DETAILED DESCRIPTION OF THE INVENTION
An integrated hydrotreating and aromatic saturation configuration is provided which incorporates a hydrogen separation zone along with hydrogen purification by absorption. These additional steps are located between the hydrotreating reaction zone and the aromatic saturation zone. This removes ammonia and hydrogen sulfide from the intermediate reaction effluent, and allows a purified hydrogen stream to be recombined with the liquid streams to be saturated in an essentially ammonia-free and hydrogen sulfide-free environment.
In particular, and referring now to FIG. 1, a process flow diagram of an integrated hydroprocessing apparatus 1000 is illustrated. Apparatus 1000 includes a hydrotreating zone 100, a first high-pressure separation zone 200, an aromatic saturation zone 300, an absorption zone 400, a second high pressure separation zone 500, a flash zone 600, and a fractionation zone 700.
Hydrotreating zone 100 includes a reactor 144 containing an effective quantity of a suitable hydrotreating catalyst. Reactor 144 includes an inlet for receiving a combined stream 130 including a feedstock stream 120 and a hydrogen stream 124 and an inlet for receiving a quenching hydrogen stream 146. A hydrotreated effluent stream 140 is discharged from an outlet of reactor 144. In certain embodiments a hydrogen gas inlet can be separate from the feed inlet (in addition to the inlet for introduction of quenching hydrogen).
The first high-pressure separation zone 200 generally includes a hot high-pressure separation vessel 210 and a cold high-pressure separation vessel 220. Hot high-pressure separation vessel 210 includes an inlet for receiving the hydrotreated effluent 140, an outlet for discharging a hydrotreated gas stream 230 and an outlet for discharging a hydrotreated liquid stream 240. Stream 230, which includes one or more gases selected from the group comprising hydrogen, methane, ethane, ammonia, hydrogen sulfide, C5+ hydrocarbons, exits the first separation vessel 210.

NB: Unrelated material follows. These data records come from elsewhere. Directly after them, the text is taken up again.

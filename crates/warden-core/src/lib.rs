// SPDX-License-Identifier: PolyForm-Noncommercial-1.0.0
// Copyright (c) 2025 Sylvex. All rights reserved.

//! # warden-core
//!
//! Domain model and storage layer for the Warden access gateway.
//!
//! - **Types**: `User`, `Product`, `Role`, `ResourceType`, `Operation` and their IDs
//! - **Store**: `CredentialStore` and `ResourceStore` contracts
//! - **Memory**: lock-guarded in-memory implementation of both stores
//! - **Password**: Argon2id hashing and verification
//! - **Seed**: idempotent demo data
//!
//! ## Example
//!
//! ```rust,ignore
//! use warden_core::{CredentialHasher, HashConfig, MemoryStore, SeedConfig, seed_demo};
//!
//! let store = MemoryStore::new();
//! let hasher = CredentialHasher::new(HashConfig::default())?;
//! seed_demo(&store, &hasher, &SeedConfig::default()).await?;
//! ```

#![warn(missing_docs)]
#![warn(rustdoc::missing_crate_level_docs)]
#![deny(unsafe_code)]

// =============================================================================
// Modules
// =============================================================================

pub mod error;
pub mod memory;
pub mod password;
pub mod seed;
pub mod store;
pub mod types;

// =============================================================================
// Re-exports for convenience
// =============================================================================

pub use error::{PasswordError, StoreError, StoreResult};
pub use memory::MemoryStore;
pub use password::{CredentialHasher, HashConfig};
pub use seed::{seed_demo, SeedConfig, SeedError, SeedReport};
pub use store::{CredentialStore, ResourceStore};
pub use types::*;

/// Crate version
pub const VERSION: &str = env!("CARGO_PKG_VERSION");
// SPDX-License-Identifier: PolyForm-Noncommercial-1.0.0
// Copyright (c) 2025 Sylvex. All rights reserved.

//! # Test Fixtures
//!
//! A [`Fixture`] wires a token service, the standard permission table and a
//! gateway over a seeded [`RecordingStore`]. The seed contains the default
//! admin (`owner`), one `user`-role account (`shopper`) and five demo
//! products. Recorded store calls are cleared after seeding.

use std::sync::Arc;

use axum::Router;
use warden_api::{
    create_router, AppState, GatewayConfig, PermissionEngine, ResourceGateway, RoleSource,
    TokenConfig, TokenService, WardenConfig,
};
use warden_core::{
    seed_demo, CredentialHasher, CredentialStore, HashConfig, NewUser, ProductId, ResourceStore,
    Role, SeedConfig, UserId,
};

use super::mocks::{CountingAuthorizer, RecordingStore};

// =============================================================================
// Constants
// =============================================================================

/// Signing secret shared by every fixture.
pub const TEST_SECRET: &str = "integration-test-secret-with-plenty-of-bytes";

/// Seeded admin username.
pub const ADMIN_USERNAME: &str = "owner";

/// Seeded admin password.
pub const ADMIN_PASSWORD: &str = "owner1234";

/// Seeded user-role username.
pub const USER_USERNAME: &str = "shopper";

/// Seeded user-role password.
pub const USER_PASSWORD: &str = "basket-of-goods";

// =============================================================================
// Configuration fixtures
// =============================================================================

/// Token configuration with the shared test secret.
pub fn token_config() -> TokenConfig {
    TokenConfig::new(TEST_SECRET).with_issuer("warden-tests")
}

/// A hasher with minimal cost.
pub fn fast_hasher() -> CredentialHasher {
    CredentialHasher::new(HashConfig::fast()).expect("fast hash parameters are valid")
}

/// Full service configuration for router tests.
pub fn test_config() -> WardenConfig {
    WardenConfig {
        token: token_config(),
        hashing: HashConfig::fast(),
        ..Default::default()
    }
}

// =============================================================================
// Fixture
// =============================================================================

/// A seeded gateway with instrumented seams.
pub struct Fixture {
    /// Store double recording every call.
    pub store: Arc<RecordingStore>,
    /// Authorizer double counting every decision.
    pub authorizer: Arc<CountingAuthorizer>,
    /// Hasher shared by all services.
    pub hasher: CredentialHasher,
    /// Token service over the store.
    pub tokens: TokenService,
    /// Gateway under test.
    pub gateway: ResourceGateway,
}

impl Fixture {
    /// A fixture trusting token claims for the role.
    pub async fn seeded() -> Self {
        Self::with_role_source(RoleSource::Token).await
    }

    /// A fixture resolving roles from the given source.
    pub async fn with_role_source(role_source: RoleSource) -> Self {
        let store = Arc::new(RecordingStore::new());
        let hasher = fast_hasher();

        seed_demo(store.as_ref(), &hasher, &SeedConfig::default())
            .await
            .expect("seeding succeeds");
        store
            .create_user(NewUser {
                username: USER_USERNAME.to_string(),
                password_hash: hasher.hash(USER_PASSWORD).expect("hashing succeeds"),
                role: Role::User,
                email: Some("shopper@example.com".to_string()),
            })
            .await
            .expect("user-role account is created");
        store.reset();

        let authorizer = Arc::new(CountingAuthorizer::new(PermissionEngine::standard()));
        let tokens = TokenService::new(token_config(), store.clone(), hasher.clone())
            .expect("token service builds");
        let gateway = ResourceGateway::new(
            tokens.clone(),
            authorizer.clone(),
            store.clone(),
            hasher.clone(),
            GatewayConfig { role_source },
        );

        Self {
            store,
            authorizer,
            hasher,
            tokens,
            gateway,
        }
    }

    /// Issues an access token for the given credentials.
    pub async fn token_for(&self, username: &str, password: &str) -> String {
        self.tokens
            .issue(username, password)
            .await
            .expect("credentials are valid")
            .access_token
    }

    /// Access token for the seeded admin.
    pub async fn admin_token(&self) -> String {
        self.token_for(ADMIN_USERNAME, ADMIN_PASSWORD).await
    }

    /// Access token for the seeded user-role account.
    pub async fn user_token(&self) -> String {
        self.token_for(USER_USERNAME, USER_PASSWORD).await
    }

    /// Looks up a user's ID by username.
    pub async fn user_id(&self, username: &str) -> UserId {
        self.store
            .find_by_username(username)
            .await
            .expect("lookup succeeds")
            .expect("user exists")
            .id
    }

    /// ID of the first seeded product.
    pub async fn first_product_id(&self) -> ProductId {
        self.store
            .list_products()
            .await
            .expect("listing succeeds")
            .first()
            .expect("demo products are seeded")
            .id
    }

    /// App state sharing this fixture's store and authorizer.
    pub fn app_state(&self) -> AppState {
        AppState::builder()
            .config(test_config())
            .store(self.store.clone())
            .hasher(self.hasher.clone())
            .authorizer(self.authorizer.clone())
            .build()
            .expect("app state builds")
    }

    /// Router over [`Fixture::app_state`].
    pub fn router(&self) -> Router {
        create_router(self.app_state())
    }
}
// SPDX-License-Identifier: PolyForm-Noncommercial-1.0.0
// Copyright (c) 2025 Sylvex. All rights reserved.

//! CLI command implementations.

mod hash_password;
mod issue_token;
mod serve;
mod validate;
mod version;

pub use hash_password::hash_password;
pub use issue_token::issue_token;
pub use serve::serve;
pub use validate::validate;
pub use version::version;

use crate::cli::{Cli, Commands};
use crate::error::BinResult;

/// Executes the appropriate command based on CLI arguments.
pub async fn execute(cli: Cli) -> BinResult<()> {
    match cli.effective_command() {
        Commands::Serve(args) => serve::serve(&cli, args).await,
        Commands::Validate(args) => validate::validate(&cli, args),
        Commands::HashPassword(args) => hash_password::hash_password(&cli, args),
        Commands::IssueToken(args) => issue_token::issue_token(&cli, args).await,
        Commands::Version => version::version(&cli),
    }
}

Cold high-pressure separation vessel 220 includes an inlet in fluid communication with separation vessel 210 and for receiving the partially condensed hydrotreated gas stream 230, an outlet for discharging a vapor stream 250, an outlet for discharging sour water stream 290 and an outlet for discharging a hydrocarbon liquid stream 261. Heat exchangers required to cool the hot stream before entering subsequent cold high pressure separator are not shown and their requirements should be understood by a person having ordinary skill.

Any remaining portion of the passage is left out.